__Description of the task__: Check each line below for the word "trim", and copy those that have it.

Stored data:
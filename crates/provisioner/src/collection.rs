use appwrite_client::{AppwriteClient, AppwriteClientError, Attribute, Collection};
use common::error::OpsError;
use common::types::schema::{AttributeKind, AttributeSpec, CollectionSpec};
use log::info;

/// Delete-then-create the collection, then walk the attribute list in
/// declared order. The first attribute failure aborts the remaining ones;
/// attributes already created are not rolled back, so a partial schema is
/// possible and a re-run starts from the delete.
pub async fn recreate_collection(
    client: &AppwriteClient,
    database_id: &str,
    spec: &CollectionSpec,
) -> Result<Collection, OpsError> {
    match client.delete_collection(database_id, &spec.id).await {
        Ok(()) => info!("Existing collection `{}` deleted", spec.id),
        Err(e) if e.is_not_found() => {
            info!("Collection `{}` does not exist, skipping delete", spec.id)
        }
        Err(e) => return Err(OpsError::provision(e)),
    }

    let collection = client
        .create_collection(database_id, &spec.id, &spec.name, &spec.permissions)
        .await
        .map_err(OpsError::provision)?;
    info!("Collection `{}` created", collection.id);

    for attr in &spec.attributes {
        create_attribute(client, database_id, &spec.id, attr)
            .await
            .map_err(OpsError::provision)?;
        info!("Created {} attribute `{}`", kind_label(attr.kind), attr.key);
    }

    Ok(collection)
}

/// One typed endpoint call per attribute. Defaults mirror the deployed
/// schema: empty string for optional text and datetime fields, `false` for
/// booleans, nulls for numeric bounds and array attributes.
async fn create_attribute(
    client: &AppwriteClient,
    database_id: &str,
    collection_id: &str,
    attr: &AttributeSpec,
) -> Result<Attribute, AppwriteClientError> {
    match attr.kind {
        AttributeKind::String { size } => {
            let default = if attr.required || attr.array {
                None
            } else {
                Some("")
            };
            client
                .create_string_attribute(
                    database_id,
                    collection_id,
                    &attr.key,
                    size,
                    attr.required,
                    default,
                    attr.array,
                )
                .await
        }
        AttributeKind::Boolean => {
            client
                .create_boolean_attribute(
                    database_id,
                    collection_id,
                    &attr.key,
                    attr.required,
                    Some(false),
                    attr.array,
                )
                .await
        }
        AttributeKind::Integer => {
            client
                .create_integer_attribute(
                    database_id,
                    collection_id,
                    &attr.key,
                    attr.required,
                    None,
                    None,
                    None,
                    attr.array,
                )
                .await
        }
        AttributeKind::Float => {
            client
                .create_float_attribute(
                    database_id,
                    collection_id,
                    &attr.key,
                    attr.required,
                    None,
                    None,
                    None,
                    attr.array,
                )
                .await
        }
        AttributeKind::DateTime => {
            let default = if attr.required { None } else { Some("") };
            client
                .create_datetime_attribute(
                    database_id,
                    collection_id,
                    &attr.key,
                    attr.required,
                    default,
                    attr.array,
                )
                .await
        }
    }
}

fn kind_label(kind: AttributeKind) -> &'static str {
    match kind {
        AttributeKind::String { .. } => "string",
        AttributeKind::Boolean => "boolean",
        AttributeKind::Integer => "integer",
        AttributeKind::Float => "float",
        AttributeKind::DateTime => "datetime",
    }
}
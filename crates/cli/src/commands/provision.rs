use crate::commands::connect;
use clap::Args;
use common::error::OpsError;
use log::info;
use provisioner::{load_seed_file, provision_all, sample_events, DatabaseOutcome};
use std::path::PathBuf;
use tokio::runtime::Runtime;

#[derive(Debug, Args)]
pub struct ProvisionArgs {
    /// Seed events from this YAML file instead of the built-in sample set
    #[arg(long, value_name = "FILE")]
    pub seed_file: Option<PathBuf>,

    /// Provision the resources only, skip seeding
    #[arg(long)]
    pub skip_seed: bool,
}

pub fn handle_provision(args: &ProvisionArgs) -> Result<(), OpsError> {
    let (settings, client) = connect()?;

    let events = if args.skip_seed {
        Vec::new()
    } else {
        match &args.seed_file {
            Some(path) => load_seed_file(path)?,
            None => sample_events()?,
        }
    };

    let runtime = Runtime::new().map_err(OpsError::provision)?;
    let summary = runtime.block_on(provision_all(&client, &settings, &events))?;

    let database = match summary.database {
        DatabaseOutcome::Created => "created",
        DatabaseOutcome::AlreadyExists => "already existed",
    };
    info!(
        "Provisioning complete: database {}, bucket `{}`, collection `{}`, {} events seeded",
        database, summary.bucket.id, summary.collection.id, summary.seed.created
    );
    Ok(())
}
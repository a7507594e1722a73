use crate::commands::connect;
use clap::Args;
use common::error::OpsError;
use log::info;
use provisioner::teardown;
use tokio::runtime::Runtime;

#[derive(Debug, Args)]
pub struct TeardownArgs {
    /// Confirm deletion of the collection, bucket and database
    #[arg(long)]
    pub yes: bool,
}

pub fn handle_teardown(args: &TeardownArgs) -> Result<(), OpsError> {
    if !args.yes {
        return Err(OpsError::provision_msg(
            "teardown deletes the collection, bucket and database; re-run with --yes to confirm",
        ));
    }

    let (settings, client) = connect()?;
    let runtime = Runtime::new().map_err(OpsError::provision)?;
    let report = runtime.block_on(teardown(
        &client,
        &settings.database_id,
        &settings.events_collection_id,
    ))?;

    info!(
        "Teardown complete: collection {}, bucket {}, database {}",
        deleted_label(report.collection_deleted),
        deleted_label(report.bucket_deleted),
        deleted_label(report.database_deleted)
    );
    Ok(())
}

fn deleted_label(deleted: bool) -> &'static str {
    if deleted {
        "deleted"
    } else {
        "already absent"
    }
}
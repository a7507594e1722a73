pub mod bucket;
pub mod collection;
pub mod database;
pub mod schema;
pub mod seed;
pub mod status;
pub mod teardown;

pub use bucket::recreate_bucket;
pub use collection::recreate_collection;
pub use database::{ensure_database, DatabaseOutcome};
pub use seed::{load_seed_file, sample_events, seed_events, EventSeed, SeedFailure, SeedReport};
pub use status::{check_status, StatusReport};
pub use teardown::{teardown, TeardownReport};

use appwrite_client::{AppwriteClient, Bucket, Collection};
use common::config::AppwriteSettings;
use common::error::OpsError;

#[derive(Debug)]
pub struct ProvisionSummary {
    pub database: DatabaseOutcome,
    pub bucket: Bucket,
    pub collection: Collection,
    pub seed: SeedReport,
}

/// The full run: database, bucket, collection with attributes, then seed
/// documents, strictly in that order. Each step must finish before the next
/// starts; a failed step stops the run. A seed run with any failed items
/// fails the whole provision after all items were attempted.
pub async fn provision_all(
    client: &AppwriteClient,
    settings: &AppwriteSettings,
    events: &[EventSeed],
) -> Result<ProvisionSummary, OpsError> {
    let database =
        ensure_database(client, &schema::occasionton_database(&settings.database_id)).await?;
    let bucket = recreate_bucket(client, &schema::events_bucket()).await?;
    let collection = recreate_collection(
        client,
        &settings.database_id,
        &schema::events_collection(&settings.events_collection_id),
    )
    .await?;
    let seed = seed_events(
        client,
        &settings.database_id,
        &settings.events_collection_id,
        events,
    )
    .await?;

    if !seed.is_complete() {
        return Err(OpsError::seed_msg(format!(
            "{} of {} seed documents failed",
            seed.failures.len(),
            seed.attempted()
        )));
    }

    Ok(ProvisionSummary {
        database,
        bucket,
        collection,
        seed,
    })
}
#[cfg(test)]
mod tests {
    use super::{
        EditableForm, LeaseFormInput, PaymentFormInput, PropertyFormInput, TenantFormInput,
        parse_date, parse_money, parse_optional_money,
    };
    use crate::{LeaseId, PropertyId, PropertyKind, TenantId};
    use anyhow::Result;
    use time::{Date, Month};

    #[test]
    fn parse_money_accepts_common_shapes() -> Result<()> {
        assert_eq!(parse_money("1250")?, 125_000);
        assert_eq!(parse_money("1,250.5")?, 125_050);
        assert_eq!(parse_money("$1,250.05")?, 125_005);
        assert_eq!(parse_money(".75")?, 75);
        assert_eq!(parse_money("-3.10")?, -310);
        assert_eq!(parse_optional_money("  ")?, None);
        Ok(())
    }

    #[test]
    fn parse_money_rejects_garbage() {
        assert!(parse_money("").is_err());
        assert!(parse_money("12.345").is_err());
        assert!(parse_money("abc").is_err());
    }

    #[test]
    fn parse_date_requires_iso_format() -> Result<()> {
        assert_eq!(
            parse_date("2026-03-09")?,
            Date::from_calendar_date(2026, Month::March, 9)?
        );
        let error = parse_date("09/03/2026").expect_err("non-iso date should fail");
        assert!(error.to_string().contains("YYYY-MM-DD"));
        Ok(())
    }

    #[test]
    fn property_fields_round_trip_through_text() -> Result<()> {
        let mut form = PropertyFormInput::blank();
        form.set_field(0, "  Casa A ")?;
        form.set_field(3, "apartment")?;
        form.set_field(5, "950.00")?;
        form.set_field(6, "3")?;
        assert_eq!(form.name, "Casa A");
        assert_eq!(form.kind, PropertyKind::Apartment);
        assert_eq!(form.monthly_rent_cents, 95_000);
        assert_eq!(form.bedrooms, Some(3));
        assert_eq!(form.field_text(5), "950.00");
        assert_eq!(form.field_text(8), "");
        assert_eq!(PropertyFormInput::fields().len(), 10);
        Ok(())
    }

    #[test]
    fn choice_fields_list_valid_options_on_error() {
        let mut form = PaymentFormInput::blank();
        let error = form.set_field(3, "bitcoin").expect_err("unknown method should fail");
        assert!(error.to_string().contains("cash, transfer, card, check"));
    }

    #[test]
    fn property_validation_requires_name_and_rent() {
        let mut form = PropertyFormInput::blank();
        assert!(form.validate().is_err());
        form.name = "Casa A".to_owned();
        form.address = "Av. Principal 123".to_owned();
        assert!(form.validate().is_err());
        form.monthly_rent_cents = 80_000;
        assert!(form.validate().is_ok());
    }

    #[test]
    fn tenant_validation_checks_email_shape() {
        let mut form = TenantFormInput::blank();
        form.first_name = "Juan".to_owned();
        form.last_name = "Pérez".to_owned();
        form.email = "juan.example.com".to_owned();
        assert!(form.validate().is_err());
        form.email = "juan@example.com".to_owned();
        assert!(form.validate().is_ok());
    }

    #[test]
    fn lease_validation_rejects_bad_date_range() -> Result<()> {
        let form = LeaseFormInput {
            property_id: PropertyId::new(1),
            tenant_id: TenantId::new(2),
            start_date: Date::from_calendar_date(2026, Month::June, 1)?,
            end_date: Some(Date::from_calendar_date(2026, Month::May, 31)?),
            monthly_rent_cents: 90_000,
            deposit_cents: None,
            status: crate::LeaseStatus::Active,
            notes: String::new(),
        };
        assert!(form.validate().is_err());
        Ok(())
    }

    #[test]
    fn payment_validation_requires_lease_and_amount() {
        let mut form = PaymentFormInput::blank();
        assert!(form.validate().is_err());
        form.lease_id = LeaseId::new(4);
        form.amount_cents = 90_000;
        assert!(form.validate().is_ok());
    }

    #[test]
    fn lease_form_serializes_dates_as_iso_strings() -> Result<()> {
        let mut form = LeaseFormInput::blank();
        form.set_field(2, "2026-01-15")?;
        let json = serde_json::to_value(&form)?;
        assert_eq!(json["start_date"], "2026-01-15");
        assert!(json["end_date"].is_null());
        Ok(())
    }
}
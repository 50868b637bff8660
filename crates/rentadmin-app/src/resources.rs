// Copyright 2026 Phillip Cloud
// Licensed under the Apache License, Version 2.0

//! Engine configuration for each concrete resource.

use crate::filter::matches_any;
use crate::{
    EntityHooks, ErrorMessages, Lease, LeaseFormInput, Payment, PaymentFormInput, Property,
    PropertyFormInput, Tenant, TenantFormInput,
};

pub fn property_hooks() -> EntityHooks<Property, PropertyFormInput> {
    EntityHooks {
        resource: "property",
        id: |property| property.id.get(),
        name: |property| property.name.clone(),
        filter: |property, term| {
            matches_any(
                [
                    property.name.as_str(),
                    property.address.as_str(),
                    property.city.as_str(),
                    property.kind.as_str(),
                    property.status.as_str(),
                ],
                term,
            )
        },
        to_form: property_form,
        initial_form: PropertyFormInput::blank(),
        messages: ErrorMessages {
            load: "failed to load properties",
            save: "failed to save property",
            delete: "failed to delete property",
        },
    }
}

pub fn tenant_hooks() -> EntityHooks<Tenant, TenantFormInput> {
    EntityHooks {
        resource: "tenant",
        id: |tenant| tenant.id.get(),
        name: Tenant::full_name,
        filter: |tenant, term| {
            let full_name = tenant.full_name();
            matches_any(
                [
                    full_name.as_str(),
                    tenant.email.as_str(),
                    tenant.phone.as_str(),
                    tenant.document_number.as_str(),
                ],
                term,
            )
        },
        to_form: tenant_form,
        initial_form: TenantFormInput::blank(),
        messages: ErrorMessages {
            load: "failed to load tenants",
            save: "failed to save tenant",
            delete: "failed to delete tenant",
        },
    }
}

pub fn lease_hooks() -> EntityHooks<Lease, LeaseFormInput> {
    EntityHooks {
        resource: "lease",
        id: |lease| lease.id.get(),
        name: |lease| format!("lease #{}", lease.id),
        filter: |lease, term| {
            let id = lease.id.to_string();
            let property = lease.property_id.to_string();
            let tenant = lease.tenant_id.to_string();
            matches_any(
                [
                    id.as_str(),
                    property.as_str(),
                    tenant.as_str(),
                    lease.status.as_str(),
                    lease.notes.as_str(),
                ],
                term,
            )
        },
        to_form: lease_form,
        initial_form: LeaseFormInput::blank(),
        messages: ErrorMessages {
            load: "failed to load leases",
            save: "failed to save lease",
            delete: "failed to delete lease",
        },
    }
}

pub fn payment_hooks() -> EntityHooks<Payment, PaymentFormInput> {
    EntityHooks {
        resource: "payment",
        id: |payment| payment.id.get(),
        name: |payment| format!("payment #{}", payment.id),
        filter: |payment, term| {
            let lease = payment.lease_id.to_string();
            let paid_on = payment.paid_on.to_string();
            matches_any(
                [
                    lease.as_str(),
                    paid_on.as_str(),
                    payment.method.as_str(),
                    payment.status.as_str(),
                    payment.reference.as_str(),
                ],
                term,
            )
        },
        to_form: payment_form,
        initial_form: PaymentFormInput::blank(),
        messages: ErrorMessages {
            load: "failed to load payments",
            save: "failed to save payment",
            delete: "failed to delete payment",
        },
    }
}

pub fn property_form(property: &Property) -> PropertyFormInput {
    PropertyFormInput {
        name: property.name.clone(),
        address: property.address.clone(),
        city: property.city.clone(),
        kind: property.kind,
        status: property.status,
        monthly_rent_cents: property.monthly_rent_cents,
        bedrooms: property.bedrooms,
        bathrooms: property.bathrooms,
        area_m2: property.area_m2,
        description: property.description.clone(),
    }
}

pub fn tenant_form(tenant: &Tenant) -> TenantFormInput {
    TenantFormInput {
        first_name: tenant.first_name.clone(),
        last_name: tenant.last_name.clone(),
        email: tenant.email.clone(),
        phone: tenant.phone.clone(),
        document_number: tenant.document_number.clone(),
        notes: tenant.notes.clone(),
    }
}

pub fn lease_form(lease: &Lease) -> LeaseFormInput {
    LeaseFormInput {
        property_id: lease.property_id,
        tenant_id: lease.tenant_id,
        start_date: lease.start_date,
        end_date: lease.end_date,
        monthly_rent_cents: lease.monthly_rent_cents,
        deposit_cents: lease.deposit_cents,
        status: lease.status,
        notes: lease.notes.clone(),
    }
}

pub fn payment_form(payment: &Payment) -> PaymentFormInput {
    PaymentFormInput {
        lease_id: payment.lease_id,
        amount_cents: payment.amount_cents,
        paid_on: payment.paid_on,
        method: payment.method,
        status: payment.status,
        reference: payment.reference.clone(),
        notes: payment.notes.clone(),
    }
}

#[cfg(test)]
mod tests {
    use super::{lease_hooks, property_hooks, tenant_hooks};
    use crate::{
        Lease, LeaseId, LeaseStatus, Property, PropertyId, PropertyKind, PropertyStatus, Tenant,
        TenantId, normalize_term,
    };
    use time::macros::date;

    fn casa(id: i64, name: &str, city: &str) -> Property {
        Property {
            id: PropertyId::new(id),
            name: name.to_owned(),
            address: "Jr. Unión 100".to_owned(),
            city: city.to_owned(),
            kind: PropertyKind::Apartment,
            status: PropertyStatus::Available,
            monthly_rent_cents: 120_000,
            bedrooms: Some(2),
            bathrooms: Some(1),
            area_m2: Some(70),
            description: String::new(),
            created_at: None,
            updated_at: None,
        }
    }

    #[test]
    fn property_filter_covers_name_and_city() {
        let hooks = property_hooks();
        let property = casa(1, "Casa A", "Arequipa");
        assert!((hooks.filter)(&property, &normalize_term("CASA a")));
        assert!((hooks.filter)(&property, &normalize_term("arequ")));
        assert!(!(hooks.filter)(&property, &normalize_term("cusco")));
        assert_eq!((hooks.name)(&property), "Casa A");
    }

    #[test]
    fn property_round_trips_through_form() {
        let hooks = property_hooks();
        let property = casa(3, "Loft", "Lima");
        let form = (hooks.to_form)(&property);
        assert_eq!(form.name, "Loft");
        assert_eq!(form.bedrooms, Some(2));
        assert_eq!(form.monthly_rent_cents, 120_000);
    }

    #[test]
    fn tenant_name_is_full_name() {
        let hooks = tenant_hooks();
        let tenant = Tenant {
            id: TenantId::new(5),
            first_name: "Juan".to_owned(),
            last_name: "Pérez".to_owned(),
            email: "juan@example.com".to_owned(),
            phone: String::new(),
            document_number: "40112233".to_owned(),
            notes: String::new(),
            created_at: None,
            updated_at: None,
        };
        assert_eq!((hooks.name)(&tenant), "Juan Pérez");
        assert!((hooks.filter)(&tenant, "juan pé"));
        assert!((hooks.filter)(&tenant, "4011"));
        assert_eq!((hooks.id)(&tenant), 5);
    }

    #[test]
    fn lease_name_uses_id() {
        let hooks = lease_hooks();
        let lease = Lease {
            id: LeaseId::new(12),
            property_id: PropertyId::new(1),
            tenant_id: TenantId::new(5),
            start_date: date!(2026 - 01 - 01),
            end_date: None,
            monthly_rent_cents: 120_000,
            deposit_cents: None,
            status: LeaseStatus::Active,
            notes: String::new(),
            created_at: None,
            updated_at: None,
        };
        assert_eq!((hooks.name)(&lease), "lease #12");
        assert!((hooks.filter)(&lease, "active"));
    }
}
// Copyright 2026 Phillip Cloud
// Licensed under the Apache License, Version 2.0

pub mod dashboard;
pub mod entity;
pub mod error;
pub mod filter;
pub mod forms;
pub mod ids;
pub mod model;
pub mod resources;
pub mod state;

pub use dashboard::*;
pub use entity::*;
pub use error::*;
pub use filter::*;
pub use forms::*;
pub use ids::*;
pub use model::*;
pub use state::*;
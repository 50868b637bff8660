// Copyright 2026 Phillip Cloud
// Licensed under the Apache License, Version 2.0

use anyhow::{Context, Result, bail};
use rentadmin_app::{CollaboratorError, EntityBackend, Page, ResourceKind};
use reqwest::blocking::{Client as HttpClient, RequestBuilder};
use serde::de::DeserializeOwned;
use serde::{Deserialize, Serialize};
use std::sync::Arc;
use std::time::Duration;
use url::Url;

pub const DEFAULT_PAGE_SIZE: u32 = 1000;

/// The `{success, data, message, error}` wrapper around every response.
#[derive(Debug, Clone, PartialEq, Eq, Deserialize)]
pub struct Envelope<T> {
    pub success: bool,
    pub data: Option<T>,
    #[serde(default)]
    pub message: Option<String>,
    #[serde(default)]
    pub error: Option<String>,
}

impl<T> Envelope<T> {
    /// First non-empty of `message` and `error`.
    pub fn reason(&self) -> Option<&str> {
        [self.message.as_deref(), self.error.as_deref()]
            .into_iter()
            .flatten()
            .map(str::trim)
            .find(|text| !text.is_empty())
    }
}

#[derive(Debug, Clone, PartialEq, Eq)]
pub struct ListQuery {
    pub page: u32,
    pub size: u32,
    pub search: Option<String>,
}

impl ListQuery {
    pub fn first_page(size: u32) -> Self {
        Self {
            page: 1,
            size,
            search: None,
        }
    }
}

#[derive(Debug, Clone)]
pub struct Client {
    base_url: String,
    timeout: Duration,
    token: Option<String>,
    http: HttpClient,
}

impl Client {
    pub fn new(base_url: &str, timeout: Duration, token: Option<String>) -> Result<Self> {
        let base_url = base_url.trim().trim_end_matches('/').to_owned();
        if base_url.is_empty() {
            bail!("api.base_url must not be empty");
        }
        let parsed = Url::parse(&base_url)
            .with_context(|| format!("api.base_url {base_url:?} is not a valid URL"))?;
        if !matches!(parsed.scheme(), "http" | "https") {
            bail!(
                "api.base_url must use http or https, got {:?}",
                parsed.scheme()
            );
        }

        let http = HttpClient::builder()
            .timeout(timeout)
            .build()
            .context("build HTTP client")?;

        Ok(Self {
            base_url,
            timeout,
            token: token.filter(|token| !token.trim().is_empty()),
            http,
        })
    }

    pub fn base_url(&self) -> &str {
        &self.base_url
    }

    pub fn timeout(&self) -> Duration {
        self.timeout
    }

    pub fn has_token(&self) -> bool {
        self.token.is_some()
    }

    pub fn list<T: DeserializeOwned>(
        &self,
        resource: ResourceKind,
        query: &ListQuery,
    ) -> Result<Page<T>, CollaboratorError> {
        let page = query.page.to_string();
        let size = query.size.to_string();
        let mut params = vec![("page", page.as_str()), ("size", size.as_str())];
        if let Some(search) = query.search.as_deref().filter(|term| !term.is_empty()) {
            params.push(("q", search));
        }
        let url = Url::parse_with_params(&self.collection_url(resource), &params)
            .map_err(|error| CollaboratorError::Transport(format!("build list url: {error}")))?;

        let request = self.http.get(url);
        self.send::<Page<T>>(request, "list", resource)?
            .ok_or_else(|| missing_data("list", resource))
    }

    pub fn get<T: DeserializeOwned>(
        &self,
        resource: ResourceKind,
        id: i64,
    ) -> Result<T, CollaboratorError> {
        let request = self.http.get(self.item_url(resource, id));
        self.send(request, "get", resource)?
            .ok_or_else(|| missing_data("get", resource))
    }

    pub fn create<T: DeserializeOwned, B: Serialize + ?Sized>(
        &self,
        resource: ResourceKind,
        body: &B,
    ) -> Result<T, CollaboratorError> {
        let request = self.http.post(self.collection_url(resource)).json(body);
        self.send(request, "create", resource)?
            .ok_or_else(|| missing_data("create", resource))
    }

    pub fn update<T: DeserializeOwned, B: Serialize + ?Sized>(
        &self,
        resource: ResourceKind,
        id: i64,
        body: &B,
    ) -> Result<T, CollaboratorError> {
        let request = self.http.put(self.item_url(resource, id)).json(body);
        self.send(request, "update", resource)?
            .ok_or_else(|| missing_data("update", resource))
    }

    pub fn delete(&self, resource: ResourceKind, id: i64) -> Result<(), CollaboratorError> {
        let request = self.http.delete(self.item_url(resource, id));
        self.send::<serde_json::Value>(request, "delete", resource)?;
        Ok(())
    }

    /// Reachability check used by `--check`.
    pub fn ping(&self) -> Result<()> {
        self.list::<serde_json::Value>(ResourceKind::Properties, &ListQuery::first_page(1))
            .map_err(|error| match error {
                CollaboratorError::Transport(detail) => anyhow::anyhow!(
                    "cannot reach the rental API at {} -- is the server running? ({detail})",
                    self.base_url
                ),
                CollaboratorError::Business(detail) => anyhow::anyhow!(
                    "the rental API at {} refused the request -- check api.token ({detail})",
                    self.base_url
                ),
            })?;
        Ok(())
    }

    fn collection_url(&self, resource: ResourceKind) -> String {
        format!("{}/{}", self.base_url, resource.path())
    }

    fn item_url(&self, resource: ResourceKind, id: i64) -> String {
        format!("{}/{}/{id}", self.base_url, resource.path())
    }

    fn send<T: DeserializeOwned>(
        &self,
        request: RequestBuilder,
        action: &str,
        resource: ResourceKind,
    ) -> Result<Option<T>, CollaboratorError> {
        let request = match &self.token {
            Some(token) => request.bearer_auth(token),
            None => request,
        };
        tracing::debug!(action, resource = resource.path(), "api request");

        let response = request.send().map_err(|error| {
            CollaboratorError::Transport(format!("cannot reach {}: {error}", self.base_url))
        })?;
        let status = response.status();
        let body = response.text().map_err(|error| {
            CollaboratorError::Transport(format!("read {action} response: {error}"))
        })?;

        if !status.is_success() {
            let reason = serde_json::from_str::<Envelope<serde_json::Value>>(&body)
                .ok()
                .and_then(|envelope| envelope.reason().map(str::to_owned))
                .unwrap_or_else(|| format!("server returned {}", status.as_u16()));
            let detail = format!("{action} {} ({}): {reason}", resource.path(), status.as_u16());
            tracing::debug!(%detail, "api request failed");
            return Err(if status.is_server_error() {
                CollaboratorError::Transport(detail)
            } else {
                CollaboratorError::Business(detail)
            });
        }

        let envelope: Envelope<T> = serde_json::from_str(&body).map_err(|error| {
            CollaboratorError::Transport(format!(
                "decode {action} {} response: {error}",
                resource.path()
            ))
        })?;
        if !envelope.success {
            let reason = envelope.reason().unwrap_or("request failed").to_owned();
            return Err(CollaboratorError::Business(format!(
                "{action} {}: {reason}",
                resource.path()
            )));
        }
        Ok(envelope.data)
    }
}

fn missing_data(action: &str, resource: ResourceKind) -> CollaboratorError {
    CollaboratorError::Business(format!(
        "{action} {} succeeded without data",
        resource.path()
    ))
}

/// Engine backend for one resource: loads page 1 with `page_size` rows and
/// sends form inputs as JSON bodies.
pub fn backend<T, F>(client: &Client, resource: ResourceKind, page_size: u32) -> EntityBackend<T, F>
where
    T: DeserializeOwned + 'static,
    F: Serialize + 'static,
{
    let load = client.clone();
    let create = client.clone();
    let update = client.clone();
    let delete = client.clone();
    EntityBackend {
        load: Arc::new(move || load.list::<T>(resource, &ListQuery::first_page(page_size))),
        create: Arc::new(move |form: &F| create.create::<T, F>(resource, form)),
        update: Arc::new(move |id, form: &F| update.update::<T, F>(resource, id, form)),
        delete: Arc::new(move |id| delete.delete(resource, id)),
    }
}

#[cfg(test)]
mod tests {
    use super::{Client, Envelope};
    use std::time::Duration;

    #[test]
    fn envelope_reason_prefers_message_then_error() {
        let envelope: Envelope<()> =
            serde_json::from_str(r#"{"success":false,"message":"  ","error":"email taken"}"#)
                .expect("envelope should decode");
        assert_eq!(envelope.reason(), Some("email taken"));
        assert!(envelope.data.is_none());
    }

    #[test]
    fn new_rejects_bad_base_urls() {
        let timeout = Duration::from_secs(1);
        assert!(Client::new("", timeout, None).is_err());
        assert!(Client::new("not a url", timeout, None).is_err());
        assert!(Client::new("ftp://example.com/api", timeout, None).is_err());

        let client = Client::new("http://localhost:8000/api/", timeout, Some(" ".to_owned()))
            .expect("valid base url");
        assert_eq!(client.base_url(), "http://localhost:8000/api");
        assert!(!client.has_token());
    }
}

__The completed task__:
            .map(str::trim)
        let base_url = base_url.trim().trim_end_matches('/').to_owned();
            token: token.filter(|token| !token.trim().is_empty()),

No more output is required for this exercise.